L’ancien employé de la Meta poursuit le géant de la technologie, alléguant un «modèle toxique de faire taire les femmes»

L'ancien employé de la Meta poursuit le géant de la technologie, alléguant un «modèle toxique de faire taire les femmes»

Un ancien employé de Meta a intenté une action en justice lundi alléguant que le géant de la technologie a un « schéma toxique de faire taire les femmes qui identifient les problèmes ».

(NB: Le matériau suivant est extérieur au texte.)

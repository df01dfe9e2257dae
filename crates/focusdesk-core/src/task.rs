//! Task records and the sparse-order-key ranking scheme.
//!
//! Order keys are integers spaced `ORDER_GAP` apart. Only relative rank
//! matters; the gap leaves room to drop a task between two neighbors by
//! taking the midpoint instead of renumbering every sibling. When a gap is
//! exhausted, `midpoint_order` returns `None` and the caller renumbers
//! (see `WorkspaceContext::renumber_orders`).

use chrono::{DateTime, NaiveDate, Utc};
use serde::{Deserialize, Serialize};
use serde_json::{json, Map, Value};
use uuid::Uuid;

/// Spacing between freshly assigned order keys.
pub const ORDER_GAP: i64 = 1000;

#[derive(Debug, Clone, Copy, PartialEq, Eq, Serialize, Deserialize)]
#[serde(rename_all = "snake_case")]
pub enum TaskStatus {
    Todo,
    InProgress,
    Completed,
}

impl Default for TaskStatus {
    fn default() -> Self {
        TaskStatus::Todo
    }
}

impl std::str::FromStr for TaskStatus {
    type Err = String;

    fn from_str(s: &str) -> Result<Self, Self::Err> {
        match s {
            "todo" => Ok(TaskStatus::Todo),
            "in-progress" | "in_progress" => Ok(TaskStatus::InProgress),
            "completed" | "done" => Ok(TaskStatus::Completed),
            other => Err(format!("unknown status: {other}")),
        }
    }
}

#[derive(Debug, Clone, Copy, PartialEq, Eq, Serialize, Deserialize)]
#[serde(rename_all = "lowercase")]
pub enum TaskPriority {
    Low,
    Medium,
    High,
}

impl Default for TaskPriority {
    fn default() -> Self {
        TaskPriority::Medium
    }
}

impl std::str::FromStr for TaskPriority {
    type Err = String;

    fn from_str(s: &str) -> Result<Self, Self::Err> {
        match s {
            "low" => Ok(TaskPriority::Low),
            "medium" => Ok(TaskPriority::Medium),
            "high" => Ok(TaskPriority::High),
            other => Err(format!("unknown priority: {other}")),
        }
    }
}

/// A task row. Field names match the hosted `tasks` table columns so the
/// same shape serializes to the wire and to the local mirror.
#[derive(Debug, Clone, Serialize, Deserialize)]
pub struct Task {
    pub id: String,
    pub title: String,
    #[serde(default)]
    pub description: Option<String>,
    #[serde(default)]
    pub status: TaskStatus,
    #[serde(default)]
    pub priority: TaskPriority,
    #[serde(default)]
    pub due_date: Option<NaiveDate>,
    /// Sparse rank. `None` sorts as 0, matching rows created before
    /// ordering existed.
    #[serde(default)]
    pub order: Option<i64>,
    /// Empty string = unassigned/local (anonymous mode).
    #[serde(default)]
    pub workspace_id: String,
    pub created_at: DateTime<Utc>,
    pub updated_at: DateTime<Utc>,
}

impl Task {
    pub fn new(title: impl Into<String>) -> Self {
        let now = Utc::now();
        Task {
            id: Uuid::new_v4().to_string(),
            title: title.into(),
            description: None,
            status: TaskStatus::default(),
            priority: TaskPriority::default(),
            due_date: None,
            order: None,
            workspace_id: String::new(),
            created_at: now,
            updated_at: now,
        }
    }

    pub fn is_completed(&self) -> bool {
        self.status == TaskStatus::Completed
    }

    /// Full row as a JSON object for remote upserts.
    pub fn to_row(&self) -> Value {
        json!({
            "id": self.id,
            "title": self.title,
            "description": self.description,
            "status": self.status,
            "priority": self.priority,
            "due_date": self.due_date,
            "order": self.order,
            "workspace_id": self.workspace_id,
            "created_at": self.created_at,
            "updated_at": self.updated_at,
        })
    }
}

/// Partial update for a task. Only set fields are applied, and only set
/// fields travel in the remote PATCH body.
#[derive(Debug, Clone, Default)]
pub struct TaskPatch {
    pub title: Option<String>,
    pub description: Option<String>,
    pub status: Option<TaskStatus>,
    pub priority: Option<TaskPriority>,
    pub due_date: Option<NaiveDate>,
    pub order: Option<i64>,
}

impl TaskPatch {
    pub fn is_empty(&self) -> bool {
        self.title.is_none()
            && self.description.is_none()
            && self.status.is_none()
            && self.priority.is_none()
            && self.due_date.is_none()
            && self.order.is_none()
    }

    /// Merge into `task`, refreshing `updated_at`.
    pub fn apply(&self, task: &mut Task) {
        if let Some(ref title) = self.title {
            task.title = title.clone();
        }
        if let Some(ref description) = self.description {
            task.description = Some(description.clone());
        }
        if let Some(status) = self.status {
            task.status = status;
        }
        if let Some(priority) = self.priority {
            task.priority = priority;
        }
        if let Some(due_date) = self.due_date {
            task.due_date = Some(due_date);
        }
        if let Some(order) = self.order {
            task.order = Some(order);
        }
        task.updated_at = Utc::now();
    }

    /// JSON object holding only the set fields plus the refreshed
    /// `updated_at`, for the remote PATCH.
    pub fn to_fields(&self, updated_at: DateTime<Utc>) -> Value {
        let mut fields = Map::new();
        if let Some(ref title) = self.title {
            fields.insert("title".into(), json!(title));
        }
        if let Some(ref description) = self.description {
            fields.insert("description".into(), json!(description));
        }
        if let Some(status) = self.status {
            fields.insert("status".into(), json!(status));
        }
        if let Some(priority) = self.priority {
            fields.insert("priority".into(), json!(priority));
        }
        if let Some(due_date) = self.due_date {
            fields.insert("due_date".into(), json!(due_date));
        }
        if let Some(order) = self.order {
            fields.insert("order".into(), json!(order));
        }
        fields.insert("updated_at".into(), json!(updated_at));
        Value::Object(fields)
    }
}

/// Rank for the next task created: past the end of every existing key.
pub fn next_order(tasks: &[Task]) -> i64 {
    tasks
        .iter()
        .filter_map(|t| t.order)
        .max()
        .unwrap_or(0)
        .saturating_add(ORDER_GAP)
}

/// Key that slots between two neighbors, or `None` when the gap is
/// exhausted and the caller must renumber.
pub fn midpoint_order(before: Option<i64>, after: Option<i64>) -> Option<i64> {
    match (before, after) {
        (Some(b), Some(a)) => {
            let (lo, hi) = if b <= a { (b, a) } else { (a, b) };
            (hi - lo >= 2).then(|| lo + (hi - lo) / 2)
        }
        (Some(b), None) => Some(b.saturating_add(ORDER_GAP)),
        (None, Some(a)) => Some(a.saturating_sub(ORDER_GAP)),
        (None, None) => Some(ORDER_GAP),
    }
}

/// Display sort: active tasks by order ascending (ties newest-created
/// first), then completed tasks purely by recency. Completed tasks never
/// interleave with active ones.
pub fn sort_tasks(tasks: &mut [Task]) {
    tasks.sort_by(|a, b| {
        match (a.is_completed(), b.is_completed()) {
            (false, true) => std::cmp::Ordering::Less,
            (true, false) => std::cmp::Ordering::Greater,
            (true, true) => b.created_at.cmp(&a.created_at),
            (false, false) => a
                .order
                .unwrap_or(0)
                .cmp(&b.order.unwrap_or(0))
                .then_with(|| b.created_at.cmp(&a.created_at)),
        }
    });
}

Kelly Stonelake, ancienne directrice du marketing produit pour la réalité de Meta, Org, a déposé le procès lundi dans l’État de Washington. La poursuite allègue la discrimination sexuelle et dit que Stonelake a fait face à des représailles pour «l’activité illégale et violations de la politique publique de Meta».

Meta a refusé de commenter la poursuite.

Stonelake a rejoint l’entreprise en 2009, à l’époque où Meta s’appelait toujours Facebook. Le procès indique qu’elle a été licenciée en janvier 2024 à la suite d’un congé médical. Dans la plainte, Stonelake dit qu’elle a fait face à un harcèlement sexuel dans l’entreprise et allègue qu’elle a été agressée sexuellement par un ancien patron de Facebook.

Le procès accuse également Meta de problèmes plus larges. Le procès indique que dans l’organisation du monde de l’horizon, les employés « ont déclaré avoir estimé que leur voix était considérée comme moins précieuse et que le traitement différentiel était ouvertement autorisé ». La plainte de Stonelake affirme que les employés ont soulevé des problèmes de sécurité spécifiques en 2022 qui ont été rejetés par «l’équipe de leadership des produits Horizon entièrement masculine de Meta» de Meta.

Plus précisément, le costume indique qu’une collègue de Stonelake’s avait plaidé pour une « pause de qualité » avant d’étendre Horizon World aux adolescents. Elle avait exprimé ses préoccupations que le produit n’avait pas de contrôles parentaux et de sécurité « adéquats » et ne répondait pas à la qualité du produit, indique le procès. Horizon World est un jeu vidéo de réalité virtuelle joué sur les casques de quête de Meta.

Stonelake a intensifié les préoccupations de la direction d’Horizon et a ensuite été exclue des réunions hebdomadaires de leadership, selon le procès.

« J’étais la seule voix dans une pièce qui était par ailleurs que tous les hommes défendaient un changement », a déclaré Stonelake à Trading Insider dans une interview.

Elle a dit à BI qu’elle avait déposé la plainte pour tenir la méta « responsable d’une entreprise responsable et durable ».

« La discrimination dans la technologie n’est pas seulement un problème éthique – c’est anti-innovation, c’est irresponsable et cela fait du mal à une échelle que seules les entreprises technologiques peuvent réaliser », a déclaré Stonelake à BI.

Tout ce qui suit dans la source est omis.